-- Records for the exercise follows --

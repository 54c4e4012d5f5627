//! Protocol adapters
//!
//! This module implements the backend abstraction that lets one streaming
//! client talk to incompatible LLM wire formats. An adapter builds the
//! outbound request and interprets each inbound response line.

pub mod adapter;
pub mod agent;
pub mod generate;

pub use adapter::{create_adapter, parse_endpoint, BackendKind, ProtocolAdapter};

// Re-export concrete adapters
pub use agent::AgentMessageAdapter;
pub use generate::{flatten_prompt, GenerateAdapter};
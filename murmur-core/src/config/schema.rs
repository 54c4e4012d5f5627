//! Configuration schema structures with serde support

use super::error::{ValidationError, ValidationErrorKind};
use super::secrets::SecretString;
use serde::{Deserialize, Serialize};
use serde_json::{Map, Value};

/// Prompt used when the configuration does not provide one
pub const DEFAULT_SYSTEM_PROMPT: &str =
    "You are a dish recommendation assistant. Recommend dishes based on the matched dish list in the context.";

/// Root configuration structure for Murmur
#[derive(Debug, Clone, Deserialize, Serialize)]
#[serde(deny_unknown_fields)]
pub struct ChatConfig {
    /// Schema version (required - no default)
    pub version: String,

    /// The backend the client talks to
    pub backend: BackendConfig,

    /// System prompt prepended to every request
    #[serde(default = "default_system_prompt")]
    pub system_prompt: String,

    /// Conversation history settings
    #[serde(default)]
    pub history: HistoryConfig,

    /// Connection settings
    #[serde(default)]
    pub connection: ConnectionConfig,

    /// Response stream handling
    #[serde(default)]
    pub stream: StreamConfig,
}

/// Backend selection, tagged by wire protocol
#[derive(Debug, Clone, Deserialize, Serialize)]
#[serde(tag = "kind", rename_all = "snake_case")]
pub enum BackendConfig {
    /// Generate-style API: flattened prompt, newline-delimited JSON response
    Generate(GenerateConfig),
    /// Agent-message API: raw query, `data:` prefixed event lines
    AgentMessage(AgentMessageConfig),
}

impl BackendConfig {
    /// The configured endpoint
    pub fn endpoint(&self) -> &str {
        match self {
            BackendConfig::Generate(cfg) => &cfg.endpoint,
            BackendConfig::AgentMessage(cfg) => &cfg.endpoint,
        }
    }
}

/// Generate-style backend settings
#[derive(Debug, Clone, Deserialize, Serialize)]
#[serde(deny_unknown_fields)]
pub struct GenerateConfig {
    /// Full URL of the generate endpoint
    pub endpoint: String,

    /// Model identifier (e.g., "deepseek-r1:32b")
    pub model: String,

    /// Sampling temperature
    #[serde(default = "default_temperature")]
    pub temperature: f32,
}

/// Agent-message backend settings
#[derive(Debug, Clone, Deserialize, Serialize)]
#[serde(deny_unknown_fields)]
pub struct AgentMessageConfig {
    /// Full URL of the chat-messages endpoint
    pub endpoint: String,

    /// Bearer token (supports environment variable interpolation)
    pub api_key: SecretString,

    /// End-user identifier sent with every request
    #[serde(default = "default_user")]
    pub user: String,

    /// Conversation id sent with every request. Empty starts a new
    /// conversation on each call.
    #[serde(default)]
    pub conversation_id: String,

    /// App input variables
    #[serde(default)]
    pub inputs: Map<String, Value>,
}

/// Conversation history settings
#[derive(Debug, Clone, Deserialize, Serialize)]
#[serde(deny_unknown_fields)]
pub struct HistoryConfig {
    /// Maximum number of turns kept
    #[serde(default = "default_capacity")]
    pub capacity: usize,
}

impl Default for HistoryConfig {
    fn default() -> Self {
        Self {
            capacity: default_capacity(),
        }
    }
}

/// Connection configuration
#[derive(Debug, Clone, Deserialize, Serialize)]
#[serde(deny_unknown_fields)]
pub struct ConnectionConfig {
    /// Connection timeout in milliseconds
    #[serde(default = "default_connect_timeout")]
    pub connect_timeout_ms: u64,

    /// Whole-request timeout in milliseconds. Unset means no timeout.
    #[serde(default)]
    pub request_timeout_ms: Option<u64>,

    /// Maximum idle connections per host
    #[serde(default = "default_max_idle")]
    pub max_idle_per_host: usize,
}

impl Default for ConnectionConfig {
    fn default() -> Self {
        Self {
            connect_timeout_ms: default_connect_timeout(),
            request_timeout_ms: None,
            max_idle_per_host: default_max_idle(),
        }
    }
}

/// Response stream handling
#[derive(Debug, Clone, Deserialize, Serialize)]
#[serde(deny_unknown_fields)]
pub struct StreamConfig {
    /// Longest line the parser will buffer while waiting for a newline
    #[serde(default = "default_max_line_bytes")]
    pub max_line_bytes: usize,

    /// Route text inside inline `<think>` tags to the thinking channel
    #[serde(default)]
    pub split_think_tags: bool,
}

impl Default for StreamConfig {
    fn default() -> Self {
        Self {
            max_line_bytes: default_max_line_bytes(),
            split_think_tags: false,
        }
    }
}

// Default value functions for serde
fn default_system_prompt() -> String { DEFAULT_SYSTEM_PROMPT.to_string() }
fn default_temperature() -> f32 { 0.7 }
fn default_user() -> String { "murmur".to_string() }
fn default_capacity() -> usize { crate::history::DEFAULT_HISTORY_CAPACITY }
fn default_connect_timeout() -> u64 { 10000 }
fn default_max_idle() -> usize { 10 }
fn default_max_line_bytes() -> usize { 10 * 1024 * 1024 }

impl ChatConfig {
    /// Build a configuration for a generate-style backend with defaults
    pub fn generate(endpoint: impl Into<String>, model: impl Into<String>) -> Self {
        Self::with_backend(BackendConfig::Generate(GenerateConfig {
            endpoint: endpoint.into(),
            model: model.into(),
            temperature: default_temperature(),
        }))
    }

    /// Build a configuration for an agent-message backend with defaults
    pub fn agent_message(endpoint: impl Into<String>, api_key: impl Into<SecretString>) -> Self {
        Self::with_backend(BackendConfig::AgentMessage(AgentMessageConfig {
            endpoint: endpoint.into(),
            api_key: api_key.into(),
            user: default_user(),
            conversation_id: String::new(),
            inputs: Map::new(),
        }))
    }

    fn with_backend(backend: BackendConfig) -> Self {
        Self {
            version: "0.1".to_string(),
            backend,
            system_prompt: default_system_prompt(),
            history: HistoryConfig::default(),
            connection: ConnectionConfig::default(),
            stream: StreamConfig::default(),
        }
    }

    /// Validate the configuration
    pub fn validate(&self) -> Result<(), ValidationError> {
        if self.version.is_empty() {
            return Err(ValidationError::required("version"));
        }

        // Currently support only version 0.1
        if self.version != "0.1" {
            return Err(ValidationError::new(
                "version",
                ValidationErrorKind::UnsupportedVersion {
                    expected: "0.1".to_string(),
                    actual: self.version.clone(),
                },
            ));
        }

        match &self.backend {
            BackendConfig::Generate(cfg) => cfg.validate("backend")?,
            BackendConfig::AgentMessage(cfg) => cfg.validate("backend")?,
        }

        if self.history.capacity == 0 {
            return Err(ValidationError::out_of_range(
                "history.capacity",
                "Must be greater than 0",
            ));
        }

        if self.stream.max_line_bytes == 0 {
            return Err(ValidationError::out_of_range(
                "stream.max_line_bytes",
                "Must be greater than 0",
            ));
        }

        Ok(())
    }
}

impl GenerateConfig {
    /// Validate generate backend configuration
    pub fn validate(&self, path: &str) -> Result<(), ValidationError> {
        if self.endpoint.is_empty() {
            return Err(ValidationError::required(format!("{}.endpoint", path)));
        }

        if self.model.is_empty() {
            return Err(ValidationError::required(format!("{}.model", path)));
        }

        if !(0.0..=2.0).contains(&self.temperature) {
            return Err(ValidationError::out_of_range(
                format!("{}.temperature", path),
                "Must be between 0.0 and 2.0",
            ));
        }

        Ok(())
    }
}

impl AgentMessageConfig {
    /// Validate agent-message backend configuration
    pub fn validate(&self, path: &str) -> Result<(), ValidationError> {
        if self.endpoint.is_empty() {
            return Err(ValidationError::required(format!("{}.endpoint", path)));
        }

        if self.api_key.is_empty() {
            return Err(ValidationError::required(format!("{}.api_key", path)));
        }

        if self.user.is_empty() {
            return Err(ValidationError::required(format!("{}.user", path)));
        }

        Ok(())
    }
}
//! Error types for chat calls
//!
//! Every error that ends a call reaches the caller through the completion
//! callback. Line-level errors never do: they are logged and the stream
//! carries on.

use thiserror::Error;

/// Result type for chat operations
pub type ChatResult<T> = Result<T, ChatError>;

/// Errors that end a chat call
#[derive(Debug, Clone, Error)]
pub enum ChatError {
    /// The configured endpoint could not be parsed as an http(s) URL
    #[error("Malformed endpoint '{endpoint}': {reason}")]
    MalformedEndpoint { endpoint: String, reason: String },

    /// The request body could not be encoded
    #[error("Failed to serialize request: {0}")]
    Serialization(String),

    /// Network or HTTP level failure
    #[error(transparent)]
    Transport(#[from] TransportError),

    /// The backend reported an error inside the stream
    #[error("Backend error: {message}")]
    Backend { message: String },

    /// A single line grew past the configured limit without a newline
    #[error("Stream line exceeded {limit} bytes")]
    FrameTooLarge { limit: usize },

    /// The client could not be constructed from its configuration
    #[error("Configuration error: {0}")]
    Configuration(String),
}

impl ChatError {
    /// True when the error came from the network layer
    pub fn is_transport(&self) -> bool {
        matches!(self, ChatError::Transport(_))
    }
}

/// Network failures, reported via the completion callback
#[derive(Debug, Clone, PartialEq, Eq, Error)]
pub enum TransportError {
    /// Could not connect to the backend
    #[error("Connection failed: {0}")]
    Connect(String),

    /// Connect or read timed out
    #[error("Request timed out")]
    Timeout,

    /// The backend rejected the credentials
    #[error("Authentication failed: {0}")]
    Authentication(String),

    /// Non-success HTTP status
    #[error("HTTP {status}: {message}")]
    Status { status: u16, message: String },

    /// The response body failed mid-stream
    #[error("Failed to read response body: {0}")]
    Body(String),

    /// Any other network error
    #[error("Network error: {0}")]
    Network(String),
}

impl TransportError {
    /// Whether a caller-side retry has a reasonable chance of succeeding.
    ///
    /// The client itself never retries.
    pub fn is_retryable(&self) -> bool {
        match self {
            Self::Connect(_) | Self::Timeout | Self::Network(_) | Self::Body(_) => true,
            Self::Status { status, .. } => *status == 429 || *status >= 500,
            Self::Authentication(_) => false,
        }
    }
}

impl From<reqwest::Error> for TransportError {
    fn from(err: reqwest::Error) -> Self {
        if err.is_timeout() {
            TransportError::Timeout
        } else if err.is_connect() {
            TransportError::Connect(err.to_string())
        } else if err.is_body() || err.is_decode() {
            TransportError::Body(err.to_string())
        } else if let Some(status) = err.status() {
            match status.as_u16() {
                401 | 403 => TransportError::Authentication(err.to_string()),
                code => TransportError::Status {
                    status: code,
                    message: err.to_string(),
                },
            }
        } else {
            TransportError::Network(err.to_string())
        }
    }
}

impl From<reqwest::Error> for ChatError {
    fn from(err: reqwest::Error) -> Self {
        ChatError::Transport(err.into())
    }
}

impl From<serde_json::Error> for ChatError {
    fn from(err: serde_json::Error) -> Self {
        ChatError::Serialization(err.to_string())
    }
}

/// A single response line that could not be interpreted. Non-fatal.
#[derive(Debug, Clone, PartialEq, Eq, Error)]
pub enum LineParseError {
    #[error("line is not valid UTF-8")]
    InvalidUtf8,

    #[error("invalid JSON: {0}")]
    InvalidJson(String),
}

impl From<serde_json::Error> for LineParseError {
    fn from(err: serde_json::Error) -> Self {
        LineParseError::InvalidJson(err.to_string())
    }
}

#[cfg(test)]
mod tests {
    use super::*;

    #[test]
    fn test_retryable_transport_errors() {
        assert!(TransportError::Timeout.is_retryable());
        assert!(TransportError::Connect("refused".into()).is_retryable());
        assert!(TransportError::Status {
            status: 503,
            message: "unavailable".into()
        }
        .is_retryable());
        assert!(TransportError::Status {
            status: 429,
            message: "slow down".into()
        }
        .is_retryable());
        assert!(!TransportError::Status {
            status: 400,
            message: "bad".into()
        }
        .is_retryable());
        assert!(!TransportError::Authentication("nope".into()).is_retryable());
    }

    #[test]
    fn test_transport_error_wraps_transparently() {
        let err: ChatError = TransportError::Timeout.into();
        assert!(err.is_transport());
        assert_eq!(err.to_string(), "Request timed out");
    }

    #[test]
    fn test_json_error_becomes_line_parse_error() {
        let err = serde_json::from_str::<serde_json::Value>("{oops").unwrap_err();
        let line_err: LineParseError = err.into();
        assert!(matches!(line_err, LineParseError::InvalidJson(_)));
    }
}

-- Records for the exercise concluded --

Task directions: I need the number of lines in the entries that include "ChatError"; please give that number and nothing else.

Exercise response: 9